▼▼▼
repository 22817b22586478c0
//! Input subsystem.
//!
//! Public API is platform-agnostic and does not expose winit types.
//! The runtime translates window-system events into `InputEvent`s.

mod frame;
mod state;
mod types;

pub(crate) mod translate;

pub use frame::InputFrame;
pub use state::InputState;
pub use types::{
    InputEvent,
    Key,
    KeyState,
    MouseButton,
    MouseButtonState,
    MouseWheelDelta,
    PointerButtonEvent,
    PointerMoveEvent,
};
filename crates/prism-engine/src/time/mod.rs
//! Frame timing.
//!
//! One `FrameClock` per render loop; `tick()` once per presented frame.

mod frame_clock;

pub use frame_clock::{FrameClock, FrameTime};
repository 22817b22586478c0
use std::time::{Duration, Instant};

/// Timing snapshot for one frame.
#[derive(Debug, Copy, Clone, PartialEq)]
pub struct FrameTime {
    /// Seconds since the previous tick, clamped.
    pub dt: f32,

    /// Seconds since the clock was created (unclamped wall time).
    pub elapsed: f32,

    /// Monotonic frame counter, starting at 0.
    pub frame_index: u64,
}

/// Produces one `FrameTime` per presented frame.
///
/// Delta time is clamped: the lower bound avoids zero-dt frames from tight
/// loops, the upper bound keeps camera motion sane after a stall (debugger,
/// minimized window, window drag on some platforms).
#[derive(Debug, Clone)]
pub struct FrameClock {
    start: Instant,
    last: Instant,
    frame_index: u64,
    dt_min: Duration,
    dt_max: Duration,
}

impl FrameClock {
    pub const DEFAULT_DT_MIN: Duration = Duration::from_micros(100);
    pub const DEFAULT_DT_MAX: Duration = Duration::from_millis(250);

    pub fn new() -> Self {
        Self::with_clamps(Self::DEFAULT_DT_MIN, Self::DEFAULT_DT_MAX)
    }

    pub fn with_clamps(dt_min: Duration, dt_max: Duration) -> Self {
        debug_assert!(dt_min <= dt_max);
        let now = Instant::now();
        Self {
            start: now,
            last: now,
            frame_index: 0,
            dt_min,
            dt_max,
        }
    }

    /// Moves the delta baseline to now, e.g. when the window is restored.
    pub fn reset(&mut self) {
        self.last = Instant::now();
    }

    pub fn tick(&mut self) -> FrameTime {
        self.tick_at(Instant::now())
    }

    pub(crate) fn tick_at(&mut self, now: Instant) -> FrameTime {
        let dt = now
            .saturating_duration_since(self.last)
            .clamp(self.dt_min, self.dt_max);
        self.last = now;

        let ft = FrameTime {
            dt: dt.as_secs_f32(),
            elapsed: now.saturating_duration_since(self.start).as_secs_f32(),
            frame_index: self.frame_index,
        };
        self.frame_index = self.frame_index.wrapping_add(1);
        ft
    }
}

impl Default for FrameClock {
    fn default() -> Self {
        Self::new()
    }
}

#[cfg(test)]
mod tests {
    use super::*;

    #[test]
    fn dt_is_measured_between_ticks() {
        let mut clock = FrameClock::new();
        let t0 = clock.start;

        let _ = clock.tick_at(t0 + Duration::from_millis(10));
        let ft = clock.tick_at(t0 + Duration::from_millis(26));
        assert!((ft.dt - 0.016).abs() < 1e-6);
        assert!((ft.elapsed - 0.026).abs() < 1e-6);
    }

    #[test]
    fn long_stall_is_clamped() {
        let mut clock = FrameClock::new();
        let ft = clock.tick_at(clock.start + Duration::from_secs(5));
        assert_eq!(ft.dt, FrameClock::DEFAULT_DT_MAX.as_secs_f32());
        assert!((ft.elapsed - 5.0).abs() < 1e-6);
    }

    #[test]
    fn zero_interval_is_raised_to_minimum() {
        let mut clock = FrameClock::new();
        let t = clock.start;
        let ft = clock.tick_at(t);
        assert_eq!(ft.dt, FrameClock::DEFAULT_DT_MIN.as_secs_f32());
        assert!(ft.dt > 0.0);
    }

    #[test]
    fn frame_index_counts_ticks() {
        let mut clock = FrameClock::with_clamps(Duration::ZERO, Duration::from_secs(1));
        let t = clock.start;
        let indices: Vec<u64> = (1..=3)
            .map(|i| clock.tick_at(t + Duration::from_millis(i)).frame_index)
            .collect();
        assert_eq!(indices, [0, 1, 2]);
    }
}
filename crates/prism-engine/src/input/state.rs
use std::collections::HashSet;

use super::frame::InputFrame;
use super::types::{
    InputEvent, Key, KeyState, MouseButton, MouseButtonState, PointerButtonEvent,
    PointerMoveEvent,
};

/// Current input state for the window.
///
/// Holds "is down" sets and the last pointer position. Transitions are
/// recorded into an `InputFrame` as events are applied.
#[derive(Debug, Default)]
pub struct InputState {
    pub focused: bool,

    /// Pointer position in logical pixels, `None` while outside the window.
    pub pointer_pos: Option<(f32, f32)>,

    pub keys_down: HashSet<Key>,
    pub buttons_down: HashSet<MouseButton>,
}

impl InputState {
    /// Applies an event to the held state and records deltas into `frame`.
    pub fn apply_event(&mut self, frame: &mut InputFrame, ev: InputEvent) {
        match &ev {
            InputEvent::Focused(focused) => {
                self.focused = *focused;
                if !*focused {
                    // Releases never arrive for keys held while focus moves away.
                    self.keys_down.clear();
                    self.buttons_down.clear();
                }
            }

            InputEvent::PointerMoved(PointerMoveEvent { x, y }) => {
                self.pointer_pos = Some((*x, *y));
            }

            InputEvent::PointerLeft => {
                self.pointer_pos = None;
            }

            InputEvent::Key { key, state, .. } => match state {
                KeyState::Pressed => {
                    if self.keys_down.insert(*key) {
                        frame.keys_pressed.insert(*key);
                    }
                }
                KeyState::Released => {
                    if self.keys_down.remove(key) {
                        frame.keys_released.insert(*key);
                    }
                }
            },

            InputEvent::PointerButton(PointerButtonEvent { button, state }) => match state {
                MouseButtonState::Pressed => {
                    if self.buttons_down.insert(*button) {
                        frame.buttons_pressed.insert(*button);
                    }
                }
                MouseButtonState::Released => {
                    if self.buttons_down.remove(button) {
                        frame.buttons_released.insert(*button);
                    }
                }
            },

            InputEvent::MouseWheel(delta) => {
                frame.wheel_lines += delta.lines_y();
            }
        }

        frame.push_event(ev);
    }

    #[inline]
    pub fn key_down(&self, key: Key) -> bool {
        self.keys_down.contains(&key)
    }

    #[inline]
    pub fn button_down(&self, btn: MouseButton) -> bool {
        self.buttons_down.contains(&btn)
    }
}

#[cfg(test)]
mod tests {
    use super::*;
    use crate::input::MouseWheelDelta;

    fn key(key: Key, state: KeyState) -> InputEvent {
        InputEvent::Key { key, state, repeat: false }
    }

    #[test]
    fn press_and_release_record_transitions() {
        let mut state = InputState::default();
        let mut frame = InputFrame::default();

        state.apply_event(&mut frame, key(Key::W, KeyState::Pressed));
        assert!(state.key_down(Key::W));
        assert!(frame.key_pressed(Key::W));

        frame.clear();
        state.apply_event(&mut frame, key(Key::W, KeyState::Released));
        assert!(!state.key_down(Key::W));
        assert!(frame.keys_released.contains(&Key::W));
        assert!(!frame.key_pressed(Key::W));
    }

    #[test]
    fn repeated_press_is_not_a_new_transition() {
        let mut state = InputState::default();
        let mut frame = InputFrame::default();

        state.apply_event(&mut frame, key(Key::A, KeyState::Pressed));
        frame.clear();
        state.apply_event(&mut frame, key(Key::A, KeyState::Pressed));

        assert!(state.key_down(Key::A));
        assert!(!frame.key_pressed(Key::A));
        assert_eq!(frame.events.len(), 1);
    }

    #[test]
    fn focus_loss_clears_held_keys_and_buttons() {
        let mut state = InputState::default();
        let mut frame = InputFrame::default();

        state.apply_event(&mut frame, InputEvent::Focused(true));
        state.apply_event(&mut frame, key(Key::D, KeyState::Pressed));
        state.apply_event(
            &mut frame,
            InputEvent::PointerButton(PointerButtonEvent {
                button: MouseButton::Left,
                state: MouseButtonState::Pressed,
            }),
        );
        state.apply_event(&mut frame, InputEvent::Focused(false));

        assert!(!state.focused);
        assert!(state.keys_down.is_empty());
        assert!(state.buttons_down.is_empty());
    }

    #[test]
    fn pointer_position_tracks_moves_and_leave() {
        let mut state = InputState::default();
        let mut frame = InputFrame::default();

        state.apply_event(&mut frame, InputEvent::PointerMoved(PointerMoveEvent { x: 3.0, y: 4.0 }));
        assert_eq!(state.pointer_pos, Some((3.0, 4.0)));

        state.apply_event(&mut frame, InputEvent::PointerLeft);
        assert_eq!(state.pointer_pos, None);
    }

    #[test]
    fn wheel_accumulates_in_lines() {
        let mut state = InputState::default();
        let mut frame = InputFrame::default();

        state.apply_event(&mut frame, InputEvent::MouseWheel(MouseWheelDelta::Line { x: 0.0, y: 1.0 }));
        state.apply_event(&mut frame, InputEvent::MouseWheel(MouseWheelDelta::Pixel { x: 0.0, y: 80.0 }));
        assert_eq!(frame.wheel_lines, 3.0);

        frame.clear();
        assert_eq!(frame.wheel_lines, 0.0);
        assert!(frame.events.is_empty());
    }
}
▲▲▲
**Your goal**
Only certain lines are wanted. Please return exactly those from the top of the data through the line with "pub const DEFAULT_DT_MIN: Duration".

**Solution to this exercise**
repository 22817b22586478c0
//! Input subsystem.
//!
//! Public API is platform-agnostic and does not expose winit types.
//! The runtime translates window-system events into `InputEvent`s.

mod frame;
mod state;
mod types;

pub(crate) mod translate;

pub use frame::InputFrame;
pub use state::InputState;
pub use types::{
    InputEvent,
    Key,
    KeyState,
    MouseButton,
    MouseButtonState,
    MouseWheelDelta,
    PointerButtonEvent,
    PointerMoveEvent,
};
filename crates/prism-engine/src/time/mod.rs
//! Frame timing.
//!
//! One `FrameClock` per render loop; `tick()` once per presented frame.

mod frame_clock;

pub use frame_clock::{FrameClock, FrameTime};
repository 22817b22586478c0
use std::time::{Duration, Instant};

/// Timing snapshot for one frame.
#[derive(Debug, Copy, Clone, PartialEq)]
pub struct FrameTime {
    /// Seconds since the previous tick, clamped.
    pub dt: f32,

    /// Seconds since the clock was created (unclamped wall time).
    pub elapsed: f32,

    /// Monotonic frame counter, starting at 0.
    pub frame_index: u64,
}

/// Produces one `FrameTime` per presented frame.
///
/// Delta time is clamped: the lower bound avoids zero-dt frames from tight
/// loops, the upper bound keeps camera motion sane after a stall (debugger,
/// minimized window, window drag on some platforms).
#[derive(Debug, Clone)]
pub struct FrameClock {
    start: Instant,
    last: Instant,
    frame_index: u64,
    dt_min: Duration,
    dt_max: Duration,
}

impl FrameClock {
    pub const DEFAULT_DT_MIN: Duration = Duration::from_micros(100);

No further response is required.